TASK BRIEF: Among the records below, find the line that has "a path or no"; from there, give the lines again exactly, and stop after the line that has "pub struct RouteMetadataCollector".

THE DATA:
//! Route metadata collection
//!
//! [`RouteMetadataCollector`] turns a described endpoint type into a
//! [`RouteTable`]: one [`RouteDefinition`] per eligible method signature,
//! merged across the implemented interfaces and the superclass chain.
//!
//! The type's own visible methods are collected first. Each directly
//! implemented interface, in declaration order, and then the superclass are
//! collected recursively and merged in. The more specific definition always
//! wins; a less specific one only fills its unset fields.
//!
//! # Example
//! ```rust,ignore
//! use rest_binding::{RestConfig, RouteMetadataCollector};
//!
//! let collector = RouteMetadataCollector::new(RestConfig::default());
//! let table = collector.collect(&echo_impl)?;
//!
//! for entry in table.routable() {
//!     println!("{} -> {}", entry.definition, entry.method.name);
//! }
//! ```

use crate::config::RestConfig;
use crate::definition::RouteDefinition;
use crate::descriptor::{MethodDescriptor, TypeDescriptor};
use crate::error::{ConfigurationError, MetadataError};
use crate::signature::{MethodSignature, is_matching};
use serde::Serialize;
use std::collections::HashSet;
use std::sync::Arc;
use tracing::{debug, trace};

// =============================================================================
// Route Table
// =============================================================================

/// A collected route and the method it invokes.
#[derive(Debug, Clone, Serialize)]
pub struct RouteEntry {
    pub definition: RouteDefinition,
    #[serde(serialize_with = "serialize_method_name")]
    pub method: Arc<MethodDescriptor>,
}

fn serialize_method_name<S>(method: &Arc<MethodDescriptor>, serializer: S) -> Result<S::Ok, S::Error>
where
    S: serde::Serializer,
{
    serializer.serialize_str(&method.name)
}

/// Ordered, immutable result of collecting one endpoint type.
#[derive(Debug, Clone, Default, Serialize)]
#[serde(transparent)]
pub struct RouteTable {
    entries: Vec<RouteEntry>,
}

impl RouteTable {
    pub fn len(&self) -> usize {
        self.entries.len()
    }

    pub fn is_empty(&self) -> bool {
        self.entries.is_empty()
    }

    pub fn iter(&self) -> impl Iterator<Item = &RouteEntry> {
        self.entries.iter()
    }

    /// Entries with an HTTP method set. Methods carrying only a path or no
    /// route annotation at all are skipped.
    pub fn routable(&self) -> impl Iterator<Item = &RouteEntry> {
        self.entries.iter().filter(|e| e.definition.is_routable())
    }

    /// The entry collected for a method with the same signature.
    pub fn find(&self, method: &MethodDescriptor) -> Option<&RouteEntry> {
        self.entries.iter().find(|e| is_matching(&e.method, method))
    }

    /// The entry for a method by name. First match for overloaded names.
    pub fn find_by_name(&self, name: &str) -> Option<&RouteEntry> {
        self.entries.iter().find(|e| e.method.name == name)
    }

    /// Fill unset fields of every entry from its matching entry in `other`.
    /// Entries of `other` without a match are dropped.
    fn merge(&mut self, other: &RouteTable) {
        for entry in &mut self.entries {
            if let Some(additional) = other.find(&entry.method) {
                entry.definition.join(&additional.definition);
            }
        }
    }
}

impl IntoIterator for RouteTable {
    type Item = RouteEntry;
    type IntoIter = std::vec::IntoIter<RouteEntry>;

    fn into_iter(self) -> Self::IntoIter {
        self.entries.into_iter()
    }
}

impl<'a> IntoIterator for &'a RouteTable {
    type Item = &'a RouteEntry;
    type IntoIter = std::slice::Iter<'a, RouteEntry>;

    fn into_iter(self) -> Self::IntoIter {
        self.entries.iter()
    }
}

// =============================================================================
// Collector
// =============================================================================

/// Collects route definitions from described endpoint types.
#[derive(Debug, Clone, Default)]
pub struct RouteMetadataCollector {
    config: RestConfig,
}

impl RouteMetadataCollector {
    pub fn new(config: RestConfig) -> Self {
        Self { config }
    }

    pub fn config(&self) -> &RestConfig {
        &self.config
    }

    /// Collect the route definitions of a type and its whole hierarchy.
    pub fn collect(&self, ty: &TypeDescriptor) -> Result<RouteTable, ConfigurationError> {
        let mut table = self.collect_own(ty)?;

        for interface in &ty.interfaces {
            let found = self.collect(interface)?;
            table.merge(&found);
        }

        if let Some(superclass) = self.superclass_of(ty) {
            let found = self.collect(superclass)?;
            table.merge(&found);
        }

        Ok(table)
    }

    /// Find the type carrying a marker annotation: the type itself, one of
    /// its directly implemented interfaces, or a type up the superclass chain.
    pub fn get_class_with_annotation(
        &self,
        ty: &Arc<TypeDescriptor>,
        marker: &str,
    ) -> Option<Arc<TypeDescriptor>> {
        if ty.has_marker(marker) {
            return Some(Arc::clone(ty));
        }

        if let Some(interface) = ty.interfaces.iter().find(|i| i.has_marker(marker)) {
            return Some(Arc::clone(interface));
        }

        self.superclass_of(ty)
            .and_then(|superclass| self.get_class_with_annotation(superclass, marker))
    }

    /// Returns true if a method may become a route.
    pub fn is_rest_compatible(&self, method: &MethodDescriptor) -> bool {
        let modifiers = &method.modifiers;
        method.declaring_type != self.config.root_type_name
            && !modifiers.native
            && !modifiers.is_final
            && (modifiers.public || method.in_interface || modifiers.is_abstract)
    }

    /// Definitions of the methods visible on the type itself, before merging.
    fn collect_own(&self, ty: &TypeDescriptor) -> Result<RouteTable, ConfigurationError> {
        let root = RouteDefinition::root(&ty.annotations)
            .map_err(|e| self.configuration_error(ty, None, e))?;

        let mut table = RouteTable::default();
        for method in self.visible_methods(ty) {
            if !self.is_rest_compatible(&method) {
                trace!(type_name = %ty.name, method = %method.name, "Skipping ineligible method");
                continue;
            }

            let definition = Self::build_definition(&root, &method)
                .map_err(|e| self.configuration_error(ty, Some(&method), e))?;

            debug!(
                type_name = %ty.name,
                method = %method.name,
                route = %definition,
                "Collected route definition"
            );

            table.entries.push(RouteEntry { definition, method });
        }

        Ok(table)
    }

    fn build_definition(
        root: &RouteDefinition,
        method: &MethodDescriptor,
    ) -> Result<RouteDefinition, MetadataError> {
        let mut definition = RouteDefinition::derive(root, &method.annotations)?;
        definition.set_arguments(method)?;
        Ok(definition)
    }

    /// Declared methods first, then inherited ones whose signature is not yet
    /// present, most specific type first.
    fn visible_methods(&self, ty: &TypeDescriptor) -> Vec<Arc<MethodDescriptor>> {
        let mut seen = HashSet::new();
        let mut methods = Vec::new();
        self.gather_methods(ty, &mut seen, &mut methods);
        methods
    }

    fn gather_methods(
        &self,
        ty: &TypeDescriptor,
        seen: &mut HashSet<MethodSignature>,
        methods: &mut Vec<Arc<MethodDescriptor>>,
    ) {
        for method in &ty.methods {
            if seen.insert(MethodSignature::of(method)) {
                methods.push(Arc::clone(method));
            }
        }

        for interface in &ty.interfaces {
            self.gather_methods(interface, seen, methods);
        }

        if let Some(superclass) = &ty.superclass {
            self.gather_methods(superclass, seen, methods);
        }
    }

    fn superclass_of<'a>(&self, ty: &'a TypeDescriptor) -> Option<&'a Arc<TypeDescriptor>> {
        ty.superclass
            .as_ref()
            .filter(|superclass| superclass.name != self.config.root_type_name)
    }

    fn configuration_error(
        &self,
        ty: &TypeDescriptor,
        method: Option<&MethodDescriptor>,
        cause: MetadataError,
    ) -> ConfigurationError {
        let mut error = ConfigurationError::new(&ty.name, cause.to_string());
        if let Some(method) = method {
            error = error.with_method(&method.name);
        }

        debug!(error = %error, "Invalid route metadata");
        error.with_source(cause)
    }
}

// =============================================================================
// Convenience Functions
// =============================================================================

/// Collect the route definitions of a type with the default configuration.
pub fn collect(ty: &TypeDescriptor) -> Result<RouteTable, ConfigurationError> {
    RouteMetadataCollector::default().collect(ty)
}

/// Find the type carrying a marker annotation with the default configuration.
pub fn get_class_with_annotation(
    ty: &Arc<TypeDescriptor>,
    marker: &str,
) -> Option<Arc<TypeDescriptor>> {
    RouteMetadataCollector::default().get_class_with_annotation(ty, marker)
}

RESULT BELOW:
    /// Entries with an HTTP method set. Methods carrying only a path or no
    /// route annotation at all are skipped.
    pub fn routable(&self) -> impl Iterator<Item = &RouteEntry> {
        self.entries.iter().filter(|e| e.definition.is_routable())
    }

    /// The entry collected for a method with the same signature.
    pub fn find(&self, method: &MethodDescriptor) -> Option<&RouteEntry> {
        self.entries.iter().find(|e| is_matching(&e.method, method))
    }

    /// The entry for a method by name. First match for overloaded names.
    pub fn find_by_name(&self, name: &str) -> Option<&RouteEntry> {
        self.entries.iter().find(|e| e.method.name == name)
    }

    /// Fill unset fields of every entry from its matching entry in `other`.
    /// Entries of `other` without a match are dropped.
    fn merge(&mut self, other: &RouteTable) {
        for entry in &mut self.entries {
            if let Some(additional) = other.find(&entry.method) {
                entry.definition.join(&additional.definition);
            }
        }
    }
}

impl IntoIterator for RouteTable {
    type Item = RouteEntry;
    type IntoIter = std::vec::IntoIter<RouteEntry>;

    fn into_iter(self) -> Self::IntoIter {
        self.entries.into_iter()
    }
}

impl<'a> IntoIterator for &'a RouteTable {
    type Item = &'a RouteEntry;
    type IntoIter = std::slice::Iter<'a, RouteEntry>;

    fn into_iter(self) -> Self::IntoIter {
        self.entries.iter()
    }
}

// =============================================================================
// Collector
// =============================================================================

/// Collects route definitions from described endpoint types.
#[derive(Debug, Clone, Default)]
pub struct RouteMetadataCollector {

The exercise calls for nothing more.